The task: Search the data below for the string "remove". Extract every line that contains it.

Input material:

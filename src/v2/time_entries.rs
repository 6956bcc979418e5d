use chrono::{DateTime, NaiveDate, Utc};
use serde::Serialize;
use serde_json::Value;

use crate::error::Result;
use crate::params::ListOptions;
use crate::v2::HarvestClient;

#[derive(Debug, Clone, Default, Serialize)]
pub struct TimeEntryFilter {
    pub user_id: Option<u64>,
    pub client_id: Option<u64>,
    pub project_id: Option<u64>,
    pub task_id: Option<u64>,
    pub external_reference_id: Option<String>,
    pub is_billed: Option<bool>,
    pub is_running: Option<bool>,
    pub updated_since: Option<DateTime<Utc>>,
    pub from: Option<NaiveDate>,
    pub to: Option<NaiveDate>,
    #[serde(flatten)]
    pub paging: ListOptions,
}

/// Link to an item in an external tool (e.g. an issue tracker).
#[derive(Debug, Clone, Default, Serialize)]
pub struct ExternalReference {
    pub id: Option<String>,
    pub group_id: Option<String>,
    pub account_id: Option<String>,
    pub permalink: Option<String>,
}

#[derive(Debug, Clone, Default, Serialize)]
pub struct TimeEntryParams {
    /// Defaults to the authenticated user on create.
    pub user_id: Option<u64>,
    pub project_id: Option<u64>,
    pub task_id: Option<u64>,
    pub spent_date: Option<NaiveDate>,
    /// `8:00am` style, only for accounts tracking start/end times.
    pub started_time: Option<String>,
    pub ended_time: Option<String>,
    /// Omitting hours on create starts a running timer.
    pub hours: Option<f64>,
    pub notes: Option<String>,
    pub external_reference: Option<ExternalReference>,
}

impl HarvestClient {
    pub async fn list_time_entries(&self, filter: &TimeEntryFilter) -> Result<Value> {
        self.fetch_with("/time_entries", filter).await
    }

    pub async fn all_time_entries(&self, filter: &TimeEntryFilter) -> Result<Vec<Value>> {
        self.fetch_all_pages("/time_entries", "time_entries", filter).await
    }

    pub async fn get_time_entry(&self, entry_id: u64) -> Result<Value> {
        self.fetch(&format!("/time_entries/{}", entry_id)).await
    }

    pub async fn create_time_entry(&self, params: &TimeEntryParams) -> Result<Value> {
        self.create("/time_entries", params, &["project_id", "task_id", "spent_date"]).await
    }

    pub async fn update_time_entry(&self, entry_id: u64, params: &TimeEntryParams) -> Result<Value> {
        self.update(&format!("/time_entries/{}", entry_id), params).await
    }

    pub async fn delete_time_entry(&self, entry_id: u64) -> Result<Value> {
        self.remove(&format!("/time_entries/{}", entry_id)).await
    }

    pub async fn restart_time_entry(&self, entry_id: u64) -> Result<Value> {
        self.patch_empty(&format!("/time_entries/{}/restart", entry_id)).await
    }

    pub async fn stop_time_entry(&self, entry_id: u64) -> Result<Value> {
        self.patch_empty(&format!("/time_entries/{}/stop", entry_id)).await
    }

    pub async fn delete_time_entry_external_reference(&self, entry_id: u64) -> Result<Value> {
        self.remove(&format!("/time_entries/{}/external_reference", entry_id)).await
    }
}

Task result:
        self.remove(&format!("/time_entries/{}", entry_id)).await
        self.remove(&format!("/time_entries/{}/external_reference", entry_id)).await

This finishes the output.